Unprecedented maneuver to bring a European Space Agency satellite back to Earth

Europe’s Aeolus satellite has “successfully” returned to Earth after completing its space mission in orbit, in an unprecedented move to reduce the risk of falling satellite debris on the Earth’s surface. The European Space Agency announced on Saturday that the satellite, launched in 2018 to monitor the wind, entered the atmosphere in a controlled manner after several days of maneuvers aimed at lowering its orbit. Solo, which weighed just over a ton and operated at an altitude of 320 kilometers, gradually descended to an altitude of 120 kilometers, then entered the atmosphere and crashed. Benjamin Bastion, space debris engineer at the European Space Agency, told AFP: “Aeolus managed to enter the trajectory we were setting over Antarctica, where it lives the smallest population in the world.”

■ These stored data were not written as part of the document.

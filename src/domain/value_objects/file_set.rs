//! Ordered, duplicate-free set of file paths

use std::path::{Path, PathBuf};

use indexmap::IndexSet;

/// Files to process, in first-inserted order, each at most once
#[derive(Debug, Clone, Default, PartialEq, Eq)]
pub struct FileSet {
    files: IndexSet<PathBuf>,
}

impl FileSet {
    pub fn new() -> Self {
        Self::default()
    }

    /// Insert a path; returns false if it was already present
    pub fn insert(&mut self, path: impl Into<PathBuf>) -> bool {
        self.files.insert(path.into())
    }

    /// Remove a path, keeping the order of the others
    pub fn remove(&mut self, path: &Path) -> bool {
        self.files.shift_remove(path)
    }

    pub fn contains(&self, path: &Path) -> bool {
        self.files.contains(path)
    }

    pub fn len(&self) -> usize {
        self.files.len()
    }

    pub fn is_empty(&self) -> bool {
        self.files.is_empty()
    }

    pub fn iter(&self) -> impl Iterator<Item = &PathBuf> {
        self.files.iter()
    }

    pub fn into_vec(self) -> Vec<PathBuf> {
        self.files.into_iter().collect()
    }
}

impl<P: Into<PathBuf>> FromIterator<P> for FileSet {
    fn from_iter<I: IntoIterator<Item = P>>(iter: I) -> Self {
        let mut set = FileSet::new();
        for path in iter {
            set.insert(path);
        }
        set
    }
}

impl<P: Into<PathBuf>> Extend<P> for FileSet {
    fn extend<I: IntoIterator<Item = P>>(&mut self, iter: I) {
        for path in iter {
            self.insert(path);
        }
    }
}

impl IntoIterator for FileSet {
    type Item = PathBuf;
    type IntoIter = indexmap::set::IntoIter<PathBuf>;

    fn into_iter(self) -> Self::IntoIter {
        self.files.into_iter()
    }
}

impl<'a> IntoIterator for &'a FileSet {
    type Item = &'a PathBuf;
    type IntoIter = indexmap::set::Iter<'a, PathBuf>;

    fn into_iter(self) -> Self::IntoIter {
        self.files.iter()
    }
}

Controlled atmospheric auxiliary maneuvers are common with modern satellites, and as they approach the end of their work, they are removed from orbit and directed toward a very specific area on Earth, the South Pacific Nemo Point. But Aeolus was designed in the late nineties and “didn’t have enough thrust” to get his fall under full control and target the exact point, the engineer said. At an altitude of 120 kilometers, the moon’s landing was not fully controlled, and there was a risk that its debris -Specifically, the non-burning parts of the atmosphere-Could cause damage to Earth.

Although this risk is limited, the European Space Agency wanted to reduce it “as much as possible” in order to “demonstrate its commitment to debris-neutral missions”, the agency’s 2030 target. Bastida said radars were unable to detect whether a quantity of Aeolus debris had entered the atmosphere. If the moon had not been removed from its orbit, it would have fallen naturally within two or three months in an uncontrollable way. Dominique Guillermo, director of the European Space Agency’s scientific programs for Earth observation, said the crashed moon mission was a “pioneer” in wind measurement and contributed to “improving weather forecasts”. A second mission for the European satellite Aeolus is currently being prepared.